WHAT IS REQUIRED:
Match on the string "target" in the entries below and return every matching line.

INPUT MATERIAL:
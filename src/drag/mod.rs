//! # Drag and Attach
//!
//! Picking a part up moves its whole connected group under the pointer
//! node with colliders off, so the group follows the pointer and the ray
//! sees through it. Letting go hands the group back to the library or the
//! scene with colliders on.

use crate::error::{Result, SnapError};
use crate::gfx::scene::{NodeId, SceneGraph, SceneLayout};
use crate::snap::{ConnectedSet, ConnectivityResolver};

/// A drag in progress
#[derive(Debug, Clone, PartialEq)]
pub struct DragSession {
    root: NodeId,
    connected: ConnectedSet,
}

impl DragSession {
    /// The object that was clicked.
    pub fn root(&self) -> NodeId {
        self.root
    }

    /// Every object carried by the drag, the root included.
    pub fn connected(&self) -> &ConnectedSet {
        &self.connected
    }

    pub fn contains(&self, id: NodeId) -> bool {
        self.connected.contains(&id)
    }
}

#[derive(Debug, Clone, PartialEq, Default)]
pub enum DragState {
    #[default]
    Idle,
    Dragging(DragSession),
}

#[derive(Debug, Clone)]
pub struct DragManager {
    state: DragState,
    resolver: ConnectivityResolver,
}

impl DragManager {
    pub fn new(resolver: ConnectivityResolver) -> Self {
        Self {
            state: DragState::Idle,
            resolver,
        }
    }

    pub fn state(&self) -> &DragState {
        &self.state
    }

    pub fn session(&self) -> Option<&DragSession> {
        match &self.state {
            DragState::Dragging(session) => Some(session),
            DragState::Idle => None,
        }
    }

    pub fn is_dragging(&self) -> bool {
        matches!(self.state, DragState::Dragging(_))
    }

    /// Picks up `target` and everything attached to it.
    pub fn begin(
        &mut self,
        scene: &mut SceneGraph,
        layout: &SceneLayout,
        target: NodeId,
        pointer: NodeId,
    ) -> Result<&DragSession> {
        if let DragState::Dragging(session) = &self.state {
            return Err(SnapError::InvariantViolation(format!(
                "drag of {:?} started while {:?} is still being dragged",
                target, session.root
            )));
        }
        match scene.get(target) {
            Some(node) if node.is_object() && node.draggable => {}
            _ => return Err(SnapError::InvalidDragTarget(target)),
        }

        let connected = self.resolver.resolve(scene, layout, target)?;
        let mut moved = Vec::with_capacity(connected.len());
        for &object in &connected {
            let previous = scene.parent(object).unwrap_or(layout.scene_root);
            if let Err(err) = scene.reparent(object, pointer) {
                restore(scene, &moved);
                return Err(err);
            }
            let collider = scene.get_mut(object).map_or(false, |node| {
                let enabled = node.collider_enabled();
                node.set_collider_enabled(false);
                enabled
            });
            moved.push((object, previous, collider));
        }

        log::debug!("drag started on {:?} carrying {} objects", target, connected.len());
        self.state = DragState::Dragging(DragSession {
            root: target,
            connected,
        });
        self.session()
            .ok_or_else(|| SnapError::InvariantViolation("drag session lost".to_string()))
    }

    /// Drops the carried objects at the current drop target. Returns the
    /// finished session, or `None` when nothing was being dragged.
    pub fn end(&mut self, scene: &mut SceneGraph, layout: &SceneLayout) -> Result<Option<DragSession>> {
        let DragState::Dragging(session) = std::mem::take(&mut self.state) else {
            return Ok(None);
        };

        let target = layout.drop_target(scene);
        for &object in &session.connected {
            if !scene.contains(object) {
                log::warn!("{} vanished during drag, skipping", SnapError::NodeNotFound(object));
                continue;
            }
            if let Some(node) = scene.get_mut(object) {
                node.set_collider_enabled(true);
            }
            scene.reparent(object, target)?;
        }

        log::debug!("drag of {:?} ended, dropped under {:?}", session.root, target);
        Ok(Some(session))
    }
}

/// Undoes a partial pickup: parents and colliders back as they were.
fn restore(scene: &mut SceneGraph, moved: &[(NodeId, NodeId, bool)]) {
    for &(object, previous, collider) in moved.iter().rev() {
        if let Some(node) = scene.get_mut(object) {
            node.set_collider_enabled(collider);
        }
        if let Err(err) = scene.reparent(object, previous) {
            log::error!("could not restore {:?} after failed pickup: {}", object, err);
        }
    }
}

--

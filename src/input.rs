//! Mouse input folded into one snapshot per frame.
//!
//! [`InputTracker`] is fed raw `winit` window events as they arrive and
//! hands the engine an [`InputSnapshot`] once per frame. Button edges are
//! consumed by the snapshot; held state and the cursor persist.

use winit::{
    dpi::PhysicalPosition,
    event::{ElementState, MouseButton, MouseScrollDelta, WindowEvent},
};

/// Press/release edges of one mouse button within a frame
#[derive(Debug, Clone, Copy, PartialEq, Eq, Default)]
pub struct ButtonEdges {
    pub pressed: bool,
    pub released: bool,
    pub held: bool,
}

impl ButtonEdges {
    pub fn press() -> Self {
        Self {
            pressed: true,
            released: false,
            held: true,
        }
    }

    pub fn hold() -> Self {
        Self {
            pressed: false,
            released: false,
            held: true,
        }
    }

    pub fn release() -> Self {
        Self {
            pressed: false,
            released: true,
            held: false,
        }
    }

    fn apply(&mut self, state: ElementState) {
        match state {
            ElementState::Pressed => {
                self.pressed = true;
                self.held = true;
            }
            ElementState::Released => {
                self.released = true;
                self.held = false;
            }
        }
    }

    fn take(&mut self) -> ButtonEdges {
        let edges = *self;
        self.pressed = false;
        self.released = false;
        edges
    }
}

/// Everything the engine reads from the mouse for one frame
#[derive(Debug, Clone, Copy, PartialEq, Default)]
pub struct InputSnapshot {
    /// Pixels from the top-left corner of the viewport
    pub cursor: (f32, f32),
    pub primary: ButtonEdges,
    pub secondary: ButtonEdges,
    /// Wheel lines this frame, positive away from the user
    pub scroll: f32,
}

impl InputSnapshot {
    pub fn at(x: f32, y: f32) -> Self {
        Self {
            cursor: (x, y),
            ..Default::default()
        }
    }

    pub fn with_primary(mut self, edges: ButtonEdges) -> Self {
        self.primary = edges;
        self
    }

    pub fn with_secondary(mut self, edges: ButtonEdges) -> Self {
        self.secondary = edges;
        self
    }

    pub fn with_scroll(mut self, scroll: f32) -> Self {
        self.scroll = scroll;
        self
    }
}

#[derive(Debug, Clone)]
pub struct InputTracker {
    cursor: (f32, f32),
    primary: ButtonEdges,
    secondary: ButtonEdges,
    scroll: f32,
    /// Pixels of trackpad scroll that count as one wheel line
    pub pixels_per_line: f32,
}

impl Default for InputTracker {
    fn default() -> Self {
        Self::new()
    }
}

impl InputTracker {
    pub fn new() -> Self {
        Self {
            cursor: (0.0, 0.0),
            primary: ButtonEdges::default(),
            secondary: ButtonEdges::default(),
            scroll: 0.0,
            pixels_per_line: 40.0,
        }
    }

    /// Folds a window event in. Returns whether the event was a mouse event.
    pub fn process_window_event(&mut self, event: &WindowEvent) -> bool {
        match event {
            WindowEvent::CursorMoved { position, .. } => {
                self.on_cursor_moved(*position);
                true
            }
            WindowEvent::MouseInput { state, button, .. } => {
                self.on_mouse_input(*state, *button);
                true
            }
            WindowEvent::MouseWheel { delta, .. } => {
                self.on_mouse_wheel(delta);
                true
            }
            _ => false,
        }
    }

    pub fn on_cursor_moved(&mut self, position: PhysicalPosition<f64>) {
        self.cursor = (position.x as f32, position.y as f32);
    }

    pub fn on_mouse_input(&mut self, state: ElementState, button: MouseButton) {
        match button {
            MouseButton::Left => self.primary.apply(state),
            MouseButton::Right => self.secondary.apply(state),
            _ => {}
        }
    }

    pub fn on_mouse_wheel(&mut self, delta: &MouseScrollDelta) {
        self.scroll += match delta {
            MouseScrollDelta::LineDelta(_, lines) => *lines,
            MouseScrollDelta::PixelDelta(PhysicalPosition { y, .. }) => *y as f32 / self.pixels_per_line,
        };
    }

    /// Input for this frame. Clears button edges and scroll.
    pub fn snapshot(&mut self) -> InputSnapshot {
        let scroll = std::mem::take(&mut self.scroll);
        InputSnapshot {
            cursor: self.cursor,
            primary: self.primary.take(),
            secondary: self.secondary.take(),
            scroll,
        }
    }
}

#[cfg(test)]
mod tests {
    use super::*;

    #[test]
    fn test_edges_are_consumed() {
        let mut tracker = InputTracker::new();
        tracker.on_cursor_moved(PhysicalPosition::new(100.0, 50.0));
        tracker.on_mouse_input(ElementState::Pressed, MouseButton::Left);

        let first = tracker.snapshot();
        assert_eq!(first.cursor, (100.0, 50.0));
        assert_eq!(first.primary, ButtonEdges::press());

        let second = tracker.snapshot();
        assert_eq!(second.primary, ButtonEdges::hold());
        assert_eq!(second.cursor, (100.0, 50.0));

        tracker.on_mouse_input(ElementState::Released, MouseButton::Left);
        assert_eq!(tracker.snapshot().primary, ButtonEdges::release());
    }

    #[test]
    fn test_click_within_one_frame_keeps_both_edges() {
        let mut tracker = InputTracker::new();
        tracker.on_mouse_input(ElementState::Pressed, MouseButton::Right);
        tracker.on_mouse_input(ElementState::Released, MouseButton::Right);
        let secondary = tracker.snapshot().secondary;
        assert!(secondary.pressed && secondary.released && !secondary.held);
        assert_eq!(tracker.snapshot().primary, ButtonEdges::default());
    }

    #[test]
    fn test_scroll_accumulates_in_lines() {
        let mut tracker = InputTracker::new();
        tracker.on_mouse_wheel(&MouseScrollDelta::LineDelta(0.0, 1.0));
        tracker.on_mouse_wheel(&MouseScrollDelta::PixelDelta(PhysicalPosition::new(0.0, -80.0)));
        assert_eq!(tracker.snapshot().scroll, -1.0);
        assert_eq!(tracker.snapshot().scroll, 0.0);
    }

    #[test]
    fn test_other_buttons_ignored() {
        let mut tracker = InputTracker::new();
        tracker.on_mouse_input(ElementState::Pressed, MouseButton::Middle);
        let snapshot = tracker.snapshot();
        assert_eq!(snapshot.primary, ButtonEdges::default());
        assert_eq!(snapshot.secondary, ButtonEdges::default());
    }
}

TASK RESULT:
    /// Picks up `target` and everything attached to it.
        target: NodeId,
                target, session.root
        match scene.get(target) {
            _ => return Err(SnapError::InvalidDragTarget(target)),
        let connected = self.resolver.resolve(scene, layout, target)?;
        log::debug!("drag started on {:?} carrying {} objects", target, connected.len());
            root: target,
    /// Drops the carried objects at the current drop target. Returns the
        let target = layout.drop_target(scene);
            scene.reparent(object, target)?;
        log::debug!("drag of {:?} ended, dropped under {:?}", session.root, target);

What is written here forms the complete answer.